[ClusterLabs] [ClusterLab] : Corosync not initializing successfully
Nikhil Utane
nikhil.subscribed at gmail.com
Tue May 3 13:34:19 UTC 2016
Thanks for your response Dejan.
I do not know yet whether this has anything to do with endianness.
FWIW, there could be something quirky with the system so keeping all
options open. :)
I added some debug prints to understand what's happening under the hood.
*Success case: (on x86 machine): *
[TOTEM ] entering OPERATIONAL state.
[TOTEM ] A new membership (10.206.1.7:137220) was formed.

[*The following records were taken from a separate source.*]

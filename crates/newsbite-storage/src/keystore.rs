//! Secure credential holder integration
//!
//! The device key lives outside the key-value store, in platform storage for
//! secrets:
//! - iOS/macOS: Keychain
//! - Android: Keystore-backed encrypted preferences
//! - Web: none (see [`KeyPolicy::InsecureFixed`])
//!
//! Hosts bridge their platform API by implementing [`SecureCredentialHolder`].

use crate::config::{KeyPolicy, StoreConfig};
use crate::encryption::EncryptionKey;
use crate::{Error, Result};
use async_trait::async_trait;
use parking_lot::RwLock;
use std::collections::HashMap;
use std::sync::Arc;
use tokio::sync::OnceCell;
use zeroize::Zeroizing;

/// Platform storage for secrets. Only ever used for the device key.
#[async_trait]
pub trait SecureCredentialHolder: Send + Sync {
    /// Read the secret stored under `alias`
    async fn get(&self, alias: &str) -> Result<Option<String>>;

    /// Store `value` under `alias`, replacing any previous value
    async fn set(&self, alias: &str, value: &str) -> Result<()>;
}

/// In-process credential holder for tests and hosts that inject secrets
#[derive(Default)]
pub struct MemoryCredentialHolder {
    entries: RwLock<HashMap<String, Zeroizing<String>>>,
}

impl MemoryCredentialHolder {
    /// Create empty holder
    pub fn new() -> Self {
        Self::default()
    }

    /// Create with a pre-existing secret
    pub fn with_secret(alias: &str, secret: &str) -> Self {
        let holder = Self::new();
        holder
            .entries
            .write()
            .insert(alias.to_string(), Zeroizing::new(secret.to_string()));
        holder
    }

    /// Number of stored secrets
    pub fn len(&self) -> usize {
        self.entries.read().len()
    }

    /// Whether no secret is stored
    pub fn is_empty(&self) -> bool {
        self.entries.read().is_empty()
    }

    /// Drop every secret, as an OS wipe on uninstall would
    pub fn wipe(&self) {
        self.entries.write().clear();
    }
}

#[async_trait]
impl SecureCredentialHolder for MemoryCredentialHolder {
    async fn get(&self, alias: &str) -> Result<Option<String>> {
        Ok(self.entries.read().get(alias).map(|s| s.to_string()))
    }

    async fn set(&self, alias: &str, value: &str) -> Result<()> {
        self.entries
            .write()
            .insert(alias.to_string(), Zeroizing::new(value.to_string()));
        Ok(())
    }
}

enum KeySource {
    Holder {
        holder: Arc<dyn SecureCredentialHolder>,
        alias: String,
    },
    Fixed {
        secret: Zeroizing<String>,
    },
}

/// Resolves the device encryption key.
///
/// The key is materialised once per manager; concurrent first uses wait on
/// the same initialisation so only one key is ever generated.
pub struct KeyManager {
    source: KeySource,
    key: OnceCell<EncryptionKey>,
}

impl KeyManager {
    /// Key kept in `holder` under `alias`, created on first use
    pub fn with_holder(holder: Arc<dyn SecureCredentialHolder>, alias: impl Into<String>) -> Self {
        Self {
            source: KeySource::Holder {
                holder,
                alias: alias.into(),
            },
            key: OnceCell::new(),
        }
    }

    /// Key derived from a fixed secret. Provides no confidentiality.
    pub fn insecure_fixed(secret: impl Into<String>) -> Self {
        Self {
            source: KeySource::Fixed {
                secret: Zeroizing::new(secret.into()),
            },
            key: OnceCell::new(),
        }
    }

    /// Build from configuration. [`KeyPolicy::SecureHolder`] requires a holder.
    pub fn from_config(
        config: &StoreConfig,
        holder: Option<Arc<dyn SecureCredentialHolder>>,
    ) -> Result<Self> {
        match (&config.key_policy, holder) {
            (KeyPolicy::SecureHolder, Some(holder)) => {
                Ok(Self::with_holder(holder, config.key_alias.clone()))
            }
            (KeyPolicy::SecureHolder, None) => Err(Error::Keystore(
                "secure_holder key policy requires a secure credential holder".to_string(),
            )),
            (KeyPolicy::InsecureFixed { secret }, _) => Ok(Self::insecure_fixed(secret.clone())),
        }
    }

    /// Whether keys from this manager give confidentiality at rest
    pub fn is_confidential(&self) -> bool {
        matches!(self.source, KeySource::Holder { .. })
    }

    /// Get the device key, creating and persisting it on first use
    pub async fn encryption_key(&self) -> Result<&EncryptionKey> {
        self.key.get_or_try_init(|| self.load_or_create()).await
    }

    async fn load_or_create(&self) -> Result<EncryptionKey> {
        match &self.source {
            KeySource::Fixed { secret } => {
                tracing::warn!(
                    "Storage key is derived from a fixed secret; stored values are not confidential"
                );
                Ok(EncryptionKey::from_legacy_secret(secret))
            }
            KeySource::Holder { holder, alias } => {
                // An empty entry counts as absent
                if let Some(secret) = holder.get(alias).await?.filter(|s| !s.is_empty()) {
                    tracing::debug!("Loaded storage key from secure credential holder");
                    return Ok(EncryptionKey::from_secret(&secret));
                }

                let key = EncryptionKey::generate();
                holder.set(alias, &key.to_secret()).await?;
                tracing::info!("Generated new storage key");
                Ok(key)
            }
        }
    }
}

Members joined:
181272839
[TOTEM ] Nikhil: Inside messages_deliver_to_app. end_point=0,
my_high_delivered=0
[TOTEM ] Nikhil: Inside messages_deliver_to_app. end_point=1,
my_high_delivered=0
[TOTEM ] Delivering 0 to 1
[TOTEM ] Delivering MCAST message with seq 1 to pending delivery queue
[SYNC ] Nikhil: Inside sync_deliver_fn. header->id=1
[TOTEM ] Nikhil: Inside messages_deliver_to_app. end_point=2,
my_high_delivered=1
[TOTEM ] Delivering 1 to 2
[TOTEM ] Delivering MCAST message with seq 2 to pending delivery queue
[SYNC ] Nikhil: Inside sync_deliver_fn. header->id=0
[SYNC ] Nikhil: Entering sync_barrier_handler
[SYNC ] Committing synchronization for corosync configuration map access
.
[TOTEM ] Delivering 2 to 4
[TOTEM ] Delivering MCAST message with seq 3 to pending delivery queue
[TOTEM ] Delivering MCAST message with seq 4 to pending delivery queue
[CPG ] comparing: sender r(0) ip(10.206.1.7) ; members(old:0 left:0)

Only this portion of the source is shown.